Stem cells injected into injured hearts could improve cardiac function by the secretion of paracrine factors that stimulate cardiomyocyte survival and/or angiogenesis, by recruitment of endogenous stem cells that enhance cardiac repair into the damaged region, or by differentiation into new cardiac tissue (blood vessels and myocytes). We assessed paracrine factors known to play a role in cardiac repair process including b-FGF, HGF, IGF-1, VEGF and PDGF, in sCBSCs, CDCs and MSCs via immuno-labeling before and after treatment with differentiation media. The expression levels of these paracrine factors changed in response to differentiation stimuli. sCBSCs expressed high levels of HGF, VEGF and PGDF after differentiation with dexamethasone treatment (Fig 3E). Markers of cardiac lineage commitment, including GATA-4 and MEF2C (transcription factors that play an important role in cardiac development), von Willebrand factor (vWF; involved in vasculogenesis), and cardiac troponin T (myogenesis) were increased in s?CBSCs relative to MSCs and CDCs after dexamethasone (Dex) treatment. These results were confirmed by quantitative real-time polymerase chain reaction analysis (Fig 3A-D). Morphological remodeling (flattening of cells) was observed after dexamethasone treatment in CBSCs as prior observed in CDCs 2. Functional gap junctions with the neighboring myocytes.
Improved cardiac function induced by autologous cell therapy is thought to involve integration of transplanted stem cells with the host myocardium. Direct interaction of the transplanted stem cells with the host myocardium could be involved in cardioprotection.
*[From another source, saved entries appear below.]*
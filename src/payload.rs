use core::fmt::Write;

use heapless::String;

use crate::error::Error;

/// Number of data fields in a ThingSpeak channel
pub const FIELD_COUNT: usize = 8;

/// Maximum encoded payload length in bytes
pub const PAYLOAD_CAPACITY: usize = 256;

/// Maps measurement names to the channel field they are published in.
#[derive(Debug, Clone, Copy)]
pub struct FieldMap {
    fields: &'static [(&'static str, u8)],
}

impl FieldMap {
    pub const fn new(fields: &'static [(&'static str, u8)]) -> Self {
        Self { fields }
    }

    pub fn field(&self, measurement: &str) -> Option<u8> {
        self.fields
            .iter()
            .find(|(name, _)| *name == measurement)
            .map(|(_, field)| *field)
    }
}

/// A channel feed update, encoded as `field1=..&field2=..&status=..`.
#[derive(Debug, Default, Clone, PartialEq)]
pub struct Payload<'a> {
    fields: [Option<f32>; FIELD_COUNT],
    latitude: Option<f32>,
    longitude: Option<f32>,
    elevation: Option<f32>,
    status: Option<&'a str>,
}

impl<'a> Payload<'a> {
    pub fn new() -> Self {
        Self::default()
    }

    /// Builds a payload from named readings. Readings without a field in
    /// `map` are left out, as are NaN and infinite readings.
    pub fn from_readings<'r, I>(readings: I, map: &FieldMap) -> Result<Self, Error>
    where
        I: IntoIterator<Item = (&'r str, f32)>,
    {
        let mut payload = Self::new();
        for (name, value) in readings {
            match map.field(name) {
                Some(_) if !value.is_finite() => {
                    log::warn!("Dropping non-finite {} reading: {}", name, value)
                }
                Some(field) => payload.set_field(field, value)?,
                None => log::debug!("No channel field for {}, skipping", name),
            }
        }
        Ok(payload)
    }

    /// Sets channel field `field` (1 to 8) to a finite `value`.
    pub fn set_field(&mut self, field: u8, value: f32) -> Result<(), Error> {
        let slot = (field as usize)
            .checked_sub(1)
            .and_then(|index| self.fields.get_mut(index))
            .ok_or(Error::InvalidField(field))?;
        if !value.is_finite() {
            return Err(Error::NonFiniteValue(field));
        }
        *slot = Some(value);
        Ok(())
    }

    pub fn field(&self, field: u8) -> Option<f32> {
        let index = (field as usize).checked_sub(1)?;
        self.fields.get(index).copied().flatten()
    }

    /// Non-finite coordinates leave the location out.
    pub fn with_location(mut self, latitude: f32, longitude: f32) -> Self {
        if latitude.is_finite() && longitude.is_finite() {
            self.latitude = Some(latitude);
            self.longitude = Some(longitude);
        } else {
            log::warn!("Ignoring location {}, {}", latitude, longitude);
        }
        self
    }

    pub fn with_elevation(mut self, elevation: f32) -> Self {
        self.elevation = Some(elevation).filter(|e| e.is_finite());
        self
    }

    pub fn with_status(mut self, status: &'a str) -> Self {
        self.status = Some(status);
        self
    }

    pub fn is_empty(&self) -> bool {
        self.fields.iter().all(Option::is_none)
    }

    pub fn encode(&self) -> Result<String<PAYLOAD_CAPACITY>, Error> {
        let mut out = String::new();
        self.write_to(&mut out).map_err(|_| Error::PayloadTooLong)?;
        Ok(out)
    }

    fn write_to(&self, out: &mut String<PAYLOAD_CAPACITY>) -> core::fmt::Result {
        let mut sep = "";

        for (index, value) in self.fields.iter().enumerate() {
            if let Some(value) = value {
                write!(out, "{}field{}={:.2}", sep, index + 1, value)?;
                sep = "&";
            }
        }

        if let Some(latitude) = self.latitude {
            write!(out, "{}lat={:.6}", sep, latitude)?;
            sep = "&";
        }
        if let Some(longitude) = self.longitude {
            write!(out, "{}long={:.6}", sep, longitude)?;
            sep = "&";
        }
        if let Some(elevation) = self.elevation {
            write!(out, "{}elevation={:.2}", sep, elevation)?;
            sep = "&";
        }
        if let Some(status) = self.status {
            write!(out, "{}status=", sep)?;
            percent_encode(out, status)?;
        }

        Ok(())
    }
}

fn percent_encode(out: &mut String<PAYLOAD_CAPACITY>, s: &str) -> core::fmt::Result {
    for byte in s.bytes() {
        if byte.is_ascii_alphanumeric() || matches!(byte, b'-' | b'.' | b'_' | b'~') {
            out.push(byte as char).map_err(|_| core::fmt::Error)?;
        } else {
            write!(out, "%{:02X}", byte)?;
        }
    }
    Ok(())
}

#[cfg(test)]
mod test {
    use super::*;

    const POND_FIELDS: FieldMap = FieldMap::new(&[
        ("temperature", 1),
        ("humidity", 2),
        ("pressure", 3),
    ]);

    #[test]
    fn encode_fields_in_order() {
        let mut payload = Payload::new();
        payload.set_field(3, 1013.25).unwrap();
        payload.set_field(1, 21.5).unwrap();
        assert_eq!(payload.encode().unwrap(), "field1=21.50&field3=1013.25");
    }

    #[test]
    fn encode_with_status() {
        let mut payload = Payload::new().with_status("MQTTPUBLISH");
        payload.set_field(1, 45.0).unwrap();
        payload.set_field(2, 60.0).unwrap();
        assert_eq!(
            payload.encode().unwrap(),
            "field1=45.00&field2=60.00&status=MQTTPUBLISH"
        );
    }

    #[test]
    fn encode_status_is_percent_encoded() {
        let payload = Payload::new().with_status("pump on & ok=1");
        assert_eq!(payload.encode().unwrap(), "status=pump%20on%20%26%20ok%3D1");
    }

    #[test]
    fn encode_location() {
        let mut payload = Payload::new()
            .with_location(54.978252, -1.61778)
            .with_elevation(55.0);
        payload.set_field(2, 1.0).unwrap();
        assert_eq!(
            payload.encode().unwrap(),
            "field2=1.00&lat=54.978252&long=-1.617780&elevation=55.00"
        );
    }

    #[test]
    fn encode_empty() {
        let payload = Payload::new();
        assert!(payload.is_empty());
        assert_eq!(payload.encode().unwrap(), "");
    }

    #[test]
    fn encode_too_long() {
        let status = "%".repeat(PAYLOAD_CAPACITY);
        let payload = Payload::new().with_status(&status);
        assert_eq!(payload.encode(), Err(Error::PayloadTooLong));
    }

    #[test]
    fn invalid_fields() {
        let mut payload = Payload::new();
        assert_eq!(payload.set_field(0, 1.0), Err(Error::InvalidField(0)));
        assert_eq!(payload.set_field(9, 1.0), Err(Error::InvalidField(9)));
        assert!(payload.set_field(8, 1.0).is_ok());
        assert_eq!(payload.field(8), Some(1.0));
        assert_eq!(payload.field(0), None);
    }

    #[test]
    fn from_readings_skips_unmapped() {
        let readings: [(&str, f32); 3] =
            [("temperature", 18.25), ("co2", 400.0), ("pressure", 1000.0)];
        let payload = Payload::from_readings(readings, &POND_FIELDS).unwrap();
        assert_eq!(payload.field(1), Some(18.25));
        assert_eq!(payload.field(2), None);
        assert_eq!(payload.field(3), Some(1000.0));
        assert_eq!(payload.encode().unwrap(), "field1=18.25&field3=1000.00");
    }

    #[test]
    fn from_readings_bad_map() {
        const BAD: FieldMap = FieldMap::new(&[("temperature", 12)]);
        let readings: [(&str, f32); 1] = [("temperature", 18.25)];
        assert_eq!(
            Payload::from_readings(readings, &BAD),
            Err(Error::InvalidField(12))
        );
    }

    #[test]
    fn non_finite_values_rejected() {
        let mut payload = Payload::new();
        assert_eq!(
            payload.set_field(1, f32::NAN),
            Err(Error::NonFiniteValue(1))
        );
        assert_eq!(
            payload.set_field(2, f32::INFINITY),
            Err(Error::NonFiniteValue(2))
        );
        assert_eq!(
            payload.set_field(3, f32::NEG_INFINITY),
            Err(Error::NonFiniteValue(3))
        );
        assert!(payload.is_empty());
        assert_eq!(
            payload.set_field(9, f32::NAN),
            Err(Error::InvalidField(9))
        );

        let payload = payload
            .with_location(f32::NAN, -1.61778)
            .with_elevation(f32::INFINITY);
        assert_eq!(payload.encode().unwrap(), "");
    }

    #[test]
    fn from_readings_skips_non_finite() {
        let readings: [(&str, f32); 3] = [
            ("temperature", f32::NAN),
            ("humidity", 61.0),
            ("pressure", f32::INFINITY),
        ];
        let payload = Payload::from_readings(readings, &POND_FIELDS).unwrap();
        assert_eq!(payload.encode().unwrap(), "field2=61.00");
    }
}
The potential of sCBSCs, CDCs, and MSCs to form cell-cell connections with the host myocardium was assessed by co-culture with adult ventricular myocytes. DIL-labeled sCBSCs were co-cultured with isolated adult ventricular myocytes (AVMs) for a week. In co-culture, myocytes formed Connexin-43 (Cn43) positive connections with CBSCs within 2-3 days (Online figure III). Functional gap junctions between the three stem cell types and AVMs were significantly increased during the first week in co-culture. We confirmed the presence of direct cellular communication between AVMs and CBSCs, CDCs and MSCs using a fluorescence recovery after a photo-bleaching assay. FITC- calcein fluorescence signal of the photo-bleached AVM recovered during the 15 min recovery period, while the calcein signal of the neighboring stem cells declined indicating a functional gap junction with neighboring AFVMs (Fig 4). Additionally, electrical coupling of CBSCs to AVMs was demonstrating by recording membrane potential fluctuations in CBSCs that occurred during contractions of neighboring AVMs (n=3). These likely occurred by conduction of local currents from AVMs into CBSCs via gap junctions (Online figure IV). Differential responses to histamine and ATP stimulus between CBSCs, CDCs and MSCs measured by cytosolic calcium levels.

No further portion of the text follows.